To sum up, Discovery should be a collaborative activity that is capable of picking a user story and exploring it until a shared understanding is reached. The main technique used to achieve this is called Example Mapping.

Example Mapping

The Example Mapping consists in getting the team together to discuss the business requirements of a story using rules and concrete examples represented by cards of different colors placed in a visual board:

User story: Represented by a yellow card, can be split and reorganized during the course of the example mapping.
Rules: Represented by blue cards, they are statements that bring a specific business requirement, similar to Acceptance Criteria.
Example: Represented by green cards, they illustrate each rule by describing a concrete case of a user interacting with the application.
Loose Ends: Represented by red cards, any questions or assumptions that appear during the discussion and need to be addressed later.

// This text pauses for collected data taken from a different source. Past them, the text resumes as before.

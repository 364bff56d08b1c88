//! Authenticated API handles and the factory that builds them.
//!
//! An [`ApiRoot`] is bound to one authentication flow:
//!
//! - **existing token**: requests carry the caller's session token;
//! - **password flow**: requests carry a token obtained from the customer's
//!   email and password. The token is fetched on the first request and
//!   reused by every later request on the same handle.
//!
//! Handles are built synchronously; only [`ApiRoot::execute`] is async.
//!
//! # Example
//!
//! ```rust,ignore
//! use commercetools_customer::clients::{ApiRoot, ApiRootFactory, ClientBuilder};
//!
//! let builder = ClientBuilder::new(config).session_token(AccessToken::new(token));
//! let api = builder.with_existing_token_flow()?;
//! let me = api.execute(ApiRoot::me()).await?;
//! ```

use std::fmt;

use tokio::sync::OnceCell;

use crate::auth::{exchange_customer_password, AccessToken, AuthError};
use crate::clients::errors::{ApiError, InvalidHttpRequestError};
use crate::clients::http_client::HttpClient;
use crate::clients::http_request::{encode_path_segment, HttpRequest};
use crate::clients::http_response::HttpResponse;
use crate::config::CommercetoolsConfig;

enum AuthFlow {
    ExistingToken(AccessToken),
    Password {
        email: String,
        password: String,
        token: OnceCell<AccessToken>,
    },
}

impl fmt::Debug for AuthFlow {
    fn fmt(&self, f: &mut fmt::Formatter<'_>) -> fmt::Result {
        match self {
            Self::ExistingToken(token) => f.debug_tuple("ExistingToken").field(token).finish(),
            Self::Password { email, token, .. } => f
                .debug_struct("Password")
                .field("email", email)
                .field("password", &"*****")
                .field("token", &token.get())
                .finish(),
        }
    }
}

/// An authenticated handle to the platform API.
#[derive(Debug)]
pub struct ApiRoot {
    config: CommercetoolsConfig,
    client: reqwest::Client,
    flow: AuthFlow,
}

// Verify ApiRoot is Send + Sync at compile time
const _: fn() = || {
    const fn assert_send_sync<T: Send + Sync>() {}
    assert_send_sync::<ApiRoot>();
};

impl ApiRoot {
    /// Creates a handle that sends the given session token.
    #[must_use]
    pub fn with_existing_token(
        config: CommercetoolsConfig,
        client: reqwest::Client,
        token: AccessToken,
    ) -> Self {
        Self {
            config,
            client,
            flow: AuthFlow::ExistingToken(token),
        }
    }

    /// Creates a handle that authenticates with customer credentials.
    ///
    /// No request is made until the first [`execute`](Self::execute).
    #[must_use]
    pub fn with_password_flow(
        config: CommercetoolsConfig,
        client: reqwest::Client,
        email: impl Into<String>,
        password: impl Into<String>,
    ) -> Self {
        Self {
            config,
            client,
            flow: AuthFlow::Password {
                email: email.into(),
                password: password.into(),
                token: OnceCell::new(),
            },
        }
    }

    /// Returns `true` if this handle uses the password flow.
    #[must_use]
    pub const fn is_password_flow(&self) -> bool {
        matches!(self.flow, AuthFlow::Password { .. })
    }

    /// Returns the configuration this handle was built with.
    #[must_use]
    pub const fn config(&self) -> &CommercetoolsConfig {
        &self.config
    }

    /// Returns the bearer token, exchanging credentials on first use.
    ///
    /// # Errors
    ///
    /// Returns [`AuthError`] if the password exchange fails. A failed
    /// exchange is not cached, so the next call tries again.
    pub async fn access_token(&self) -> Result<&AccessToken, AuthError> {
        match &self.flow {
            AuthFlow::ExistingToken(token) => Ok(token),
            AuthFlow::Password {
                email,
                password,
                token,
            } => {
                token
                    .get_or_try_init(|| {
                        exchange_customer_password(&self.client, &self.config, email, password)
                    })
                    .await
            }
        }
    }

    /// Sends a request with this handle's token.
    ///
    /// # Errors
    ///
    /// Returns [`ApiError::Auth`] if a token cannot be obtained and
    /// [`ApiError::Http`] for transport, validation or non-2xx failures.
    pub async fn execute(&self, request: HttpRequest) -> Result<HttpResponse, ApiError> {
        let token = self.access_token().await?;
        let http = HttpClient::with_client(self.client.clone(), &self.config, token);
        Ok(http.request(request).await?)
    }

    /// `GET me`: the profile of the customer the token belongs to.
    #[must_use]
    pub fn me() -> HttpRequest {
        HttpRequest::get("me")
    }

    /// `POST customers/{id}` with an update body.
    ///
    /// The id is encoded as a single path segment, so it cannot address
    /// another resource.
    ///
    /// # Errors
    ///
    /// Returns [`InvalidHttpRequestError::InvalidPathSegment`] for an empty,
    /// `.` or `..` id.
    pub fn update_customer(
        customer_id: &str,
        body: serde_json::Value,
    ) -> Result<HttpRequest, InvalidHttpRequestError> {
        let id = encode_path_segment(customer_id)?;
        Ok(HttpRequest::post(format!("customers/{id}"), body))
    }

    /// `GET customers?where=<predicate>`.
    #[must_use]
    pub fn query_customers(predicate: &str) -> HttpRequest {
        HttpRequest::get("customers").with_query_param("where", predicate)
    }

    /// `POST customers/password` with a change-password body.
    #[must_use]
    pub fn change_customer_password(body: serde_json::Value) -> HttpRequest {
        HttpRequest::post("customers/password", body)
    }
}

/// Produces [`ApiRoot`] handles for the two authentication flows.
///
/// Implement this to plug in a different token source; the customer
/// account service only talks to the platform through it.
pub trait ApiRootFactory: Send + Sync {
    /// Returns a handle bound to the caller's current session token.
    ///
    /// # Errors
    ///
    /// Returns [`AuthError::MissingSessionToken`] when no session is available.
    fn with_existing_token_flow(&self) -> Result<ApiRoot, AuthError>;

    /// Returns a handle bound to the given customer credentials.
    fn with_password_flow(&self, email: &str, password: &str) -> ApiRoot;
}

/// Default [`ApiRootFactory`]: one config, one connection pool, and an
/// optional session token for the existing-token flow.
#[derive(Clone, Debug)]
pub struct ClientBuilder {
    config: CommercetoolsConfig,
    client: reqwest::Client,
    session_token: Option<AccessToken>,
}

impl ClientBuilder {
    /// Creates a builder without a session token.
    #[must_use]
    pub fn new(config: CommercetoolsConfig) -> Self {
        Self {
            config,
            client: reqwest::Client::new(),
            session_token: None,
        }
    }

    /// Sets the session token used by the existing-token flow.
    #[must_use]
    pub fn session_token(mut self, token: AccessToken) -> Self {
        self.session_token = Some(token);
        self
    }

    /// Returns the configuration.
    #[must_use]
    pub const fn config(&self) -> &CommercetoolsConfig {
        &self.config
    }
}

impl ApiRootFactory for ClientBuilder {
    fn with_existing_token_flow(&self) -> Result<ApiRoot, AuthError> {
        let token = self
            .session_token
            .clone()
            .filter(|token| !token.is_empty())
            .ok_or(AuthError::MissingSessionToken)?;

        Ok(ApiRoot::with_existing_token(
            self.config.clone(),
            self.client.clone(),
            token,
        ))
    }

    fn with_password_flow(&self, email: &str, password: &str) -> ApiRoot {
        ApiRoot::with_password_flow(
            self.config.clone(),
            self.client.clone(),
            email,
            password,
        )
    }
}

#[cfg(test)]
mod tests {
    use super::*;
    use crate::clients::http_request::HttpMethod;
    use crate::config::{ClientId, ClientSecret, ProjectKey};
    use serde_json::json;

    fn create_test_config() -> CommercetoolsConfig {
        CommercetoolsConfig::builder()
            .project_key(ProjectKey::new("test-project").unwrap())
            .client_id(ClientId::new("client").unwrap())
            .client_secret(ClientSecret::new("secret").unwrap())
            .build()
            .unwrap()
    }

    #[test]
    fn test_existing_token_flow_requires_session_token() {
        let builder = ClientBuilder::new(create_test_config());
        assert!(matches!(
            builder.with_existing_token_flow(),
            Err(AuthError::MissingSessionToken)
        ));

        let builder = builder.session_token(AccessToken::new(""));
        assert!(matches!(
            builder.with_existing_token_flow(),
            Err(AuthError::MissingSessionToken)
        ));
    }

    #[test]
    fn test_factory_selects_flow() {
        let builder = ClientBuilder::new(create_test_config())
            .session_token(AccessToken::new("session"));

        assert!(!builder.with_existing_token_flow().unwrap().is_password_flow());
        assert!(builder
            .with_password_flow("jen@example.com", "pw")
            .is_password_flow());
    }

    #[test]
    fn test_existing_token_is_returned_without_exchange() {
        let builder = ClientBuilder::new(create_test_config())
            .session_token(AccessToken::new("session"));
        let api = builder.with_existing_token_flow().unwrap();

        let token = tokio_test::block_on(api.access_token()).unwrap();
        assert_eq!(token.token, "session");
    }

    #[test]
    fn test_debug_masks_password() {
        let api = ClientBuilder::new(create_test_config())
            .with_password_flow("jen@example.com", "hunter2");
        let debug = format!("{api:?}");
        assert!(debug.contains("jen@example.com"));
        assert!(!debug.contains("hunter2"));
    }

    #[test]
    fn test_request_helpers_build_expected_paths() {
        let me = ApiRoot::me();
        assert_eq!(me.http_method, HttpMethod::Get);
        assert_eq!(me.path, "me");

        let update = ApiRoot::update_customer("cust-1", json!({"version": 1, "actions": []})).unwrap();
        assert_eq!(update.http_method, HttpMethod::Post);
        assert_eq!(update.path, "customers/cust-1");

        let query = ApiRoot::query_customers(r#"email="a@b.com""#);
        assert_eq!(query.path, "customers");
        assert_eq!(
            query.query,
            vec![("where".to_string(), r#"email="a@b.com""#.to_string())]
        );

        let password = ApiRoot::change_customer_password(json!({}));
        assert_eq!(password.http_method, HttpMethod::Post);
        assert_eq!(password.path, "customers/password");
    }

    #[test]
    fn test_update_customer_keeps_id_in_one_segment() {
        let update = ApiRoot::update_customer("../other?x=1", json!({})).unwrap();
        assert_eq!(update.path, "customers/..%2Fother%3Fx%3D1");

        assert!(matches!(
            ApiRoot::update_customer("..", json!({})),
            Err(InvalidHttpRequestError::InvalidPathSegment { .. })
        ));
    }
}
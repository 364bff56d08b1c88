//! OAuth scope handling.
//!
//! Scopes take the form `permission:project-key`, for example
//! `manage_my_profile:my-shop`, and travel as a space separated list.

use crate::error::ConfigError;
use serde::{de, Deserialize, Deserializer, Serialize, Serializer};
use std::fmt;
use std::str::FromStr;

/// An ordered list of OAuth scopes.
///
/// Scopes are kept as configured, in their original order with duplicates
/// removed. Nothing is added: the auth service rejects scopes the API client
/// was not granted.
///
/// # Example
///
/// ```rust
/// use commercetools_customer::AuthScopes;
///
/// let scopes: AuthScopes = "manage_my_profile:my-shop  view_orders:my-shop".parse().unwrap();
/// assert_eq!(scopes.to_string(), "manage_my_profile:my-shop view_orders:my-shop");
/// ```
#[derive(Clone, Debug, PartialEq, Eq, Default)]
pub struct AuthScopes {
    scopes: Vec<String>,
}

impl AuthScopes {
    /// Creates an empty scope list.
    #[must_use]
    pub fn new() -> Self {
        Self::default()
    }

    /// Returns `true` if no scope is set.
    #[must_use]
    pub fn is_empty(&self) -> bool {
        self.scopes.is_empty()
    }

    /// Returns an iterator over the scopes, in order.
    pub fn iter(&self) -> impl Iterator<Item = &str> {
        self.scopes.iter().map(String::as_str)
    }

    fn is_valid_scope(scope: &str) -> bool {
        scope
            .chars()
            .all(|c| c.is_ascii_alphanumeric() || matches!(c, '_' | ':' | '-'))
    }
}

impl FromStr for AuthScopes {
    type Err = ConfigError;

    fn from_str(s: &str) -> Result<Self, Self::Err> {
        let mut scopes: Vec<String> = Vec::new();

        for scope in s.split_whitespace() {
            if !Self::is_valid_scope(scope) {
                return Err(ConfigError::InvalidScopes {
                    reason: format!("Invalid characters in scope: '{scope}'"),
                });
            }
            if !scopes.iter().any(|existing| existing == scope) {
                scopes.push(scope.to_string());
            }
        }

        Ok(Self { scopes })
    }
}

impl fmt::Display for AuthScopes {
    fn fmt(&self, f: &mut fmt::Formatter<'_>) -> fmt::Result {
        f.write_str(&self.scopes.join(" "))
    }
}

impl Serialize for AuthScopes {
    fn serialize<S>(&self, serializer: S) -> Result<S::Ok, S::Error>
    where
        S: Serializer,
    {
        serializer.serialize_str(&self.to_string())
    }
}

impl<'de> Deserialize<'de> for AuthScopes {
    fn deserialize<D>(deserializer: D) -> Result<Self, D::Error>
    where
        D: Deserializer<'de>,
    {
        let s = String::deserialize(deserializer)?;
        s.parse().map_err(de::Error::custom)
    }
}
//! Customer account error types.

use std::fmt;

use thiserror::Error;

use crate::auth::AuthError;
use crate::clients::{ApiError, HttpError, InvalidHttpRequestError};

/// The request step an account operation was in when it failed.
#[derive(Debug, Clone, Copy, PartialEq, Eq)]
pub enum AccountStep {
    /// `GET me` with the caller's session.
    FetchProfile,
    /// `POST customers/{id}`.
    UpdateProfile,
    /// `GET customers?where=...`.
    CountByEmail,
    /// `GET me` with the password-flow session of a password change.
    PasswordProfile,
    /// `POST customers/password`.
    ChangePassword,
}

impl AccountStep {
    /// Message used when this step receives a response without a body.
    #[must_use]
    pub const fn empty_response_message(self) -> &'static str {
        match self {
            Self::FetchProfile => "Empty profile response",
            Self::UpdateProfile => "Empty update response",
            Self::CountByEmail => "Empty customer query response",
            Self::PasswordProfile => "Cannot fetch profile",
            Self::ChangePassword => "Password change failed",
        }
    }
}

impl fmt::Display for AccountStep {
    fn fmt(&self, f: &mut fmt::Formatter<'_>) -> fmt::Result {
        let name = match self {
            Self::FetchProfile => "profile fetch",
            Self::UpdateProfile => "profile update",
            Self::CountByEmail => "customer count",
            Self::PasswordProfile => "password profile fetch",
            Self::ChangePassword => "password change",
        };
        f.write_str(name)
    }
}

/// Errors returned by [`crate::CustomerAccountService`].
///
/// ```rust
/// use commercetools_customer::customers::{AccountError, AccountStep};
///
/// let error = AccountError::EmptyResponse { step: AccountStep::FetchProfile, status: 204 };
/// assert_eq!(error.to_string(), "Empty profile response (status 204)");
/// ```
#[derive(Debug, Error)]
pub enum AccountError {
    /// The platform answered with a 2xx status but no body.
    #[error("{} (status {status})", .step.empty_response_message())]
    EmptyResponse {
        /// The step that received the empty response.
        step: AccountStep,
        /// The HTTP status observed.
        status: u16,
    },

    /// A request or response payload did not match the expected shape.
    #[error("Invalid {step} payload: {source}")]
    Payload {
        /// The step whose payload was malformed.
        step: AccountStep,
        /// The decoding error.
        #[source]
        source: serde_json::Error,
    },

    /// No bearer token could be obtained.
    #[error(transparent)]
    Auth(#[from] AuthError),

    /// Transport, validation or non-2xx failure, passed through unchanged.
    #[error(transparent)]
    Http(#[from] HttpError),
}

impl AccountError {
    /// Returns the step for errors raised by this crate's own checks.
    #[must_use]
    pub const fn step(&self) -> Option<AccountStep> {
        match self {
            Self::EmptyResponse { step, .. } | Self::Payload { step, .. } => Some(*step),
            Self::Auth(_) | Self::Http(_) => None,
        }
    }
}

impl From<ApiError> for AccountError {
    fn from(error: ApiError) -> Self {
        match error {
            ApiError::Auth(e) => Self::Auth(e),
            ApiError::Http(e) => Self::Http(e),
        }
    }
}

impl From<InvalidHttpRequestError> for AccountError {
    fn from(error: InvalidHttpRequestError) -> Self {
        Self::Http(HttpError::InvalidRequest(error))
    }
}

// Verify AccountError is Send + Sync at compile time
const _: fn() = || {
    const fn assert_send_sync<T: Send + Sync>() {}
    assert_send_sync::<AccountError>();
};
//! HTTP response types.

use std::collections::HashMap;

/// An HTTP response from the platform API.
///
/// A response without a body (empty payload or `204 No Content`) carries
/// `serde_json::Value::Null` so callers can tell "no body" apart from an
/// empty JSON object.
#[derive(Clone, Debug)]
pub struct HttpResponse {
    /// The HTTP status code.
    pub code: u16,
    /// Response headers, keyed by lowercase name.
    pub headers: HashMap<String, Vec<String>>,
    /// The parsed response body.
    pub body: serde_json::Value,
}

impl HttpResponse {
    /// Creates a new `HttpResponse`.
    #[must_use]
    pub fn new(
        code: u16,
        headers: HashMap<String, Vec<String>>,
        body: serde_json::Value,
    ) -> Self {
        Self {
            code,
            headers,
            body,
        }
    }

    /// Returns `true` if the response status code is in the 2xx range.
    #[must_use]
    pub const fn is_ok(&self) -> bool {
        self.code >= 200 && self.code <= 299
    }

    /// Returns `true` if the response carried no body.
    #[must_use]
    pub fn is_empty(&self) -> bool {
        self.body.is_null()
    }

    /// Returns the `X-Correlation-ID` header value, if present.
    ///
    /// Include it when reporting a failed request to platform support.
    #[must_use]
    pub fn correlation_id(&self) -> Option<&str> {
        self.headers
            .get("x-correlation-id")
            .and_then(|values| values.first())
            .map(String::as_str)
    }
}
//! Customer payloads exchanged with the platform.
//!
//! Field names follow the platform's camelCase JSON. [`Customer`] is a typed
//! view; [`CustomerProfile`] pairs it with the response body as received, so
//! callers get the platform's JSON back untouched.

use chrono::{DateTime, NaiveDate, Utc};
use serde::{de, Deserialize, Deserializer, Serialize, Serializer};

use super::update_action::CustomerUpdateAction;

/// How a customer authenticates.
#[derive(Debug, Clone, Copy, Serialize, Deserialize, PartialEq, Eq, Default)]
pub enum AuthenticationMode {
    /// Email and password.
    #[default]
    Password,
    /// An external identity provider; the customer has no password.
    ExternalAuth,
    /// A mode this crate does not know yet.
    #[serde(other)]
    Unknown,
}

/// A postal address.
///
/// Every field is optional so partial addresses can be sent in update
/// actions.
#[derive(Debug, Clone, Serialize, Deserialize, Default, PartialEq, Eq)]
#[serde(rename_all = "camelCase")]
pub struct BaseAddress {
    #[serde(skip_serializing_if = "Option::is_none")]
    pub id: Option<String>,
    #[serde(skip_serializing_if = "Option::is_none")]
    pub key: Option<String>,
    #[serde(skip_serializing_if = "Option::is_none")]
    pub title: Option<String>,
    #[serde(skip_serializing_if = "Option::is_none")]
    pub salutation: Option<String>,
    #[serde(skip_serializing_if = "Option::is_none")]
    pub first_name: Option<String>,
    #[serde(skip_serializing_if = "Option::is_none")]
    pub last_name: Option<String>,
    #[serde(skip_serializing_if = "Option::is_none")]
    pub street_name: Option<String>,
    #[serde(skip_serializing_if = "Option::is_none")]
    pub street_number: Option<String>,
    #[serde(skip_serializing_if = "Option::is_none")]
    pub additional_street_info: Option<String>,
    #[serde(skip_serializing_if = "Option::is_none")]
    pub postal_code: Option<String>,
    #[serde(skip_serializing_if = "Option::is_none")]
    pub city: Option<String>,
    #[serde(skip_serializing_if = "Option::is_none")]
    pub region: Option<String>,
    #[serde(skip_serializing_if = "Option::is_none")]
    pub state: Option<String>,
    /// Two-letter country code (ISO 3166-1 alpha-2).
    #[serde(skip_serializing_if = "Option::is_none")]
    pub country: Option<String>,
    #[serde(skip_serializing_if = "Option::is_none")]
    pub company: Option<String>,
    #[serde(skip_serializing_if = "Option::is_none")]
    pub department: Option<String>,
    #[serde(skip_serializing_if = "Option::is_none")]
    pub building: Option<String>,
    #[serde(skip_serializing_if = "Option::is_none")]
    pub apartment: Option<String>,
    #[serde(rename = "pOBox", skip_serializing_if = "Option::is_none")]
    pub po_box: Option<String>,
    #[serde(skip_serializing_if = "Option::is_none")]
    pub phone: Option<String>,
    #[serde(skip_serializing_if = "Option::is_none")]
    pub mobile: Option<String>,
    #[serde(skip_serializing_if = "Option::is_none")]
    pub email: Option<String>,
    #[serde(skip_serializing_if = "Option::is_none")]
    pub additional_address_info: Option<String>,
    #[serde(skip_serializing_if = "Option::is_none")]
    pub external_id: Option<String>,
}

/// A customer record as returned by the platform.
///
/// `id` and `version` are always present on stored customers; `version` is
/// the optimistic-concurrency token every update must echo back.
#[derive(Debug, Clone, Serialize, Deserialize, Default, PartialEq)]
#[serde(rename_all = "camelCase")]
pub struct Customer {
    pub id: String,
    pub version: i64,
    #[serde(skip_serializing_if = "Option::is_none")]
    pub email: Option<String>,
    #[serde(skip_serializing_if = "Option::is_none")]
    pub first_name: Option<String>,
    #[serde(skip_serializing_if = "Option::is_none")]
    pub last_name: Option<String>,
    #[serde(skip_serializing_if = "Option::is_none")]
    pub middle_name: Option<String>,
    #[serde(skip_serializing_if = "Option::is_none")]
    pub title: Option<String>,
    #[serde(skip_serializing_if = "Option::is_none")]
    pub salutation: Option<String>,
    #[serde(skip_serializing_if = "Option::is_none")]
    pub date_of_birth: Option<NaiveDate>,
    #[serde(skip_serializing_if = "Option::is_none")]
    pub company_name: Option<String>,
    #[serde(skip_serializing_if = "Option::is_none")]
    pub vat_id: Option<String>,
    #[serde(default)]
    pub addresses: Vec<BaseAddress>,
    #[serde(skip_serializing_if = "Option::is_none")]
    pub default_shipping_address_id: Option<String>,
    #[serde(skip_serializing_if = "Option::is_none")]
    pub default_billing_address_id: Option<String>,
    #[serde(default, skip_serializing_if = "Vec::is_empty")]
    pub shipping_address_ids: Vec<String>,
    #[serde(default, skip_serializing_if = "Vec::is_empty")]
    pub billing_address_ids: Vec<String>,
    #[serde(default)]
    pub is_email_verified: bool,
    #[serde(skip_serializing_if = "Option::is_none")]
    pub customer_number: Option<String>,
    #[serde(skip_serializing_if = "Option::is_none")]
    pub external_id: Option<String>,
    #[serde(skip_serializing_if = "Option::is_none")]
    pub locale: Option<String>,
    #[serde(skip_serializing_if = "Option::is_none")]
    pub authentication_mode: Option<AuthenticationMode>,
    #[serde(skip_serializing_if = "Option::is_none")]
    pub created_at: Option<DateTime<Utc>>,
    #[serde(skip_serializing_if = "Option::is_none")]
    pub last_modified_at: Option<DateTime<Utc>>,
    /// Fields not modelled above (custom fields, stores, audit info, ...).
    #[serde(flatten)]
    pub extra: serde_json::Map<String, serde_json::Value>,
}

/// A customer record exactly as the platform returned it.
///
/// [`body`](Self::body) is the response JSON as received: timestamps,
/// explicit `null`s and unmodelled fields are kept as sent.
/// [`customer`](Self::customer) is a typed view decoded from it.
///
/// Serializes as the original body.
///
/// ```rust
/// use commercetools_customer::customers::CustomerProfile;
/// use serde_json::json;
///
/// let body = json!({"id": "c-1", "version": 7, "middleName": null});
/// let profile = CustomerProfile::from_body(body.clone()).unwrap();
///
/// assert_eq!(profile.id(), "c-1");
/// assert_eq!(profile.body(), &body);
/// ```
#[derive(Debug, Clone, PartialEq)]
pub struct CustomerProfile {
    body: serde_json::Value,
    customer: Customer,
}

impl CustomerProfile {
    /// Decodes the typed view and keeps `body` as is.
    ///
    /// # Errors
    ///
    /// Returns the decoding error if `body` is not a customer record.
    pub fn from_body(body: serde_json::Value) -> Result<Self, serde_json::Error> {
        let customer = Customer::deserialize(&body)?;
        Ok(Self { body, customer })
    }

    /// The response body as received.
    #[must_use]
    pub const fn body(&self) -> &serde_json::Value {
        &self.body
    }

    /// Consumes the profile, returning the response body.
    #[must_use]
    pub fn into_body(self) -> serde_json::Value {
        self.body
    }

    /// The typed view of the body.
    #[must_use]
    pub const fn customer(&self) -> &Customer {
        &self.customer
    }

    #[must_use]
    pub fn id(&self) -> &str {
        &self.customer.id
    }

    #[must_use]
    pub const fn version(&self) -> i64 {
        self.customer.version
    }
}

impl From<CustomerProfile> for serde_json::Value {
    fn from(profile: CustomerProfile) -> Self {
        profile.body
    }
}

impl Serialize for CustomerProfile {
    fn serialize<S>(&self, serializer: S) -> Result<S::Ok, S::Error>
    where
        S: Serializer,
    {
        self.body.serialize(serializer)
    }
}

impl<'de> Deserialize<'de> for CustomerProfile {
    fn deserialize<D>(deserializer: D) -> Result<Self, D::Error>
    where
        D: Deserializer<'de>,
    {
        let body = serde_json::Value::deserialize(deserializer)?;
        Self::from_body(body).map_err(de::Error::custom)
    }
}

/// Body of `POST customers/{id}`.
#[derive(Debug, Clone, Serialize, Deserialize, PartialEq)]
pub struct CustomerUpdate {
    pub version: i64,
    pub actions: Vec<CustomerUpdateAction>,
}

/// Body of `POST customers/password`.
///
/// `Debug` masks both passwords.
#[derive(Clone, Serialize, Deserialize, PartialEq, Eq)]
#[serde(rename_all = "camelCase")]
pub struct CustomerChangePassword {
    pub id: String,
    pub version: i64,
    pub current_password: String,
    pub new_password: String,
}

impl std::fmt::Debug for CustomerChangePassword {
    fn fmt(&self, f: &mut std::fmt::Formatter<'_>) -> std::fmt::Result {
        f.debug_struct("CustomerChangePassword")
            .field("id", &self.id)
            .field("version", &self.version)
            .field("current_password", &"*****")
            .field("new_password", &"*****")
            .finish()
    }
}

/// Result page of `GET customers`.
///
/// `count` is optional on the wire; callers treat a missing count as zero.
#[derive(Debug, Clone, Serialize, Deserialize, Default, PartialEq)]
#[serde(rename_all = "camelCase")]
pub struct CustomerPagedQueryResponse {
    #[serde(skip_serializing_if = "Option::is_none")]
    pub limit: Option<u64>,
    #[serde(skip_serializing_if = "Option::is_none")]
    pub offset: Option<u64>,
    #[serde(skip_serializing_if = "Option::is_none")]
    pub count: Option<u64>,
    #[serde(skip_serializing_if = "Option::is_none")]
    pub total: Option<u64>,
    #[serde(default)]
    pub results: Vec<Customer>,
}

To start, have the Product Owner (or someone that was involved in the topic analysis) give a brief explanation of the user story and guide the discussion. It doesn’t matter the order to achieve the final goal, sometimes the rules can be defined first or even pre-defined, and sometimes the story is vaguer and it makes sense to start exploring the examples of usage first, and then identify the rules based on that. After a consensus is reached for each rule you should move to the next one, there is no need to explore a lot of different examples and corner cases (there will be time for that), just enough for everyone present to be on the same page.

In the above example, a seller trying to create a consignment order has to follow specific rules regarding the products that can be included in his request.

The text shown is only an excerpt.